SALUTE. European Migration Network: in Italia 34 mila infermieri e 14 mila medici immigrati

"L’immigrazione qualificata, un tema al quale nel passato si era meno attenti a fronte di flussi prevalenti di manodopera generica, sta richiamando una crescente attenzione specialmente in ambito sanitario. I 34 mila infermieri di origine straniera in alcuni contesti arrivano a essere un terzo del totale e gli stessi medici, che ora sono 14 mila, sono destinati ad aumentare". È stato presentato oggi il Primo Rapporto dell’European Migration Network Italia, che si sofferma appunto sull’immigrazione qualificata e sull’apporto di medici e infermieri nel settore sanitario italiano. L’European Migration Network è un programma comunitario, che é stato avviato a titolo sperimentale nel 2003 e ora è diventato una iniziativa strutturale della quale fanno parte i 27 Paesi dell’Unione Europea.

L’immigrazione in Italia sarà sempre più caratterizzata da figure qualificate, rileva il Rapporto. Gli infermieri stranieri sono 34.043 nel 2008, per l’86,5% donne e per il 57,8% comunitari. La provenienza maggioritaria è quella europea con il 17,4%; seguono America 15,7%, Asia 5,3%, Africa 5,4%, Oceania 0,8%. Quanto ai Paesi di origine prevale, con un quinto delle presenze, la Romania (8.497 infermieri), seguita da Polonia (3.557), Svizzera (2.386) e, con più di 1.000 infermieri, Germania, Perù, Albania, Francia, India e Spagna.

"Gli infermieri stranieri sono 1 ogni 10 operanti nel Paese ma con forti differenze territoriali – rileva il Rapporto – Ad esempio, è straniero il 40% dei nuovi iscritti all’Ipasvi a Torino, un terzo degli infermieri operanti presso il grande ospedale delle Molinette e un quinto di tutti gli stranieri della Regione. Gli infermieri stranieri sono un terzo del totale negli ospedali privati di Milano, il 18% nell’ospedale San Raffaele e il 12% nell’Istituto Don Gnocchi". Si tratta di una figura professionale difficile da reperire e che pone l’esigenza di strategie di reclutamento. Inoltre si creano nuovi flussi fra i paesi: "La loro carenza inizia a farsi sentire anche nei Paesi di origine, motivo per cui gli infermieri romeni venuti in Italia sono stati sostituiti in Romania dai moldavi, così come i polacchi andati in Germania lo sono stati in Polonia dagli ucraini. Tra l’altro, i livelli salariali italiani non esercitano più l’attrazione di alcuni di alcuni fa e non è un caso che dall’Italia si sia è registrata una seconda emigrazione di infermieri stranieri verso la Svizzera".

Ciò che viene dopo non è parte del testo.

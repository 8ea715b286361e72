//! The command execution core.
//!
//! Everything between a raw input line and a completed command lives here:
//! the line parser, the variable store and interpolation engine, the command
//! registry, and the stack/queue-driven executor.

pub mod context;
pub mod descriptor;
pub mod executor;
pub mod interpolate;
pub mod parser;
pub mod registry;
pub mod stack;
pub mod vars;

pub use context::{CaptureSink, EngineContext, OutputEvent, OutputSink, StdoutSink};
pub use descriptor::{Descriptor, ParseMode, COMMAND_PREFIX};
pub use executor::{Engine, ExecutorState, IMPLICIT_COMMAND};
pub use interpolate::interpolate;
pub use registry::{CommandCategory, CommandHandler, CommandHelp, CommandRegistry};
pub use stack::{BoundaryKind, ConditionalQueue, ExecutionStack, StackEntry};
pub use vars::{Namespace, VariableStore};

I medici stranieri iscritti all’Ordine dei medici chirurgi e odontoiatri sono 14.548 nel 2008. La maggiore concentrazione avviene in quattro regioni: più di 2.000 sia in nel Lazio che in Lombardia (operanti per lo più nei comuni di Roma e di Milano) e più di 1.200 sia nel Veneto e in Emilia Romagna. I Paesi con un maggior numero di medici operanti in Italia sono: Germania (1.276), Svizzera (869), Grecia (851), Iran (752), Francia (686), Venezuela (626), Usa (618), Argentina (564), Romania (555) e Albania (451). I medici stranieri, una volta riconosciuto il titolo, possono operare solo in forma autonoma a meno che non abbiano la cittadinanza comunitaria o acquisiscano quella italiana. Ma se la situazione attuale vede una sufficiente presenza di medici, nel futuro si determinerà una forte carenza in diversi settori, come già avviene in anestesia e radiologia.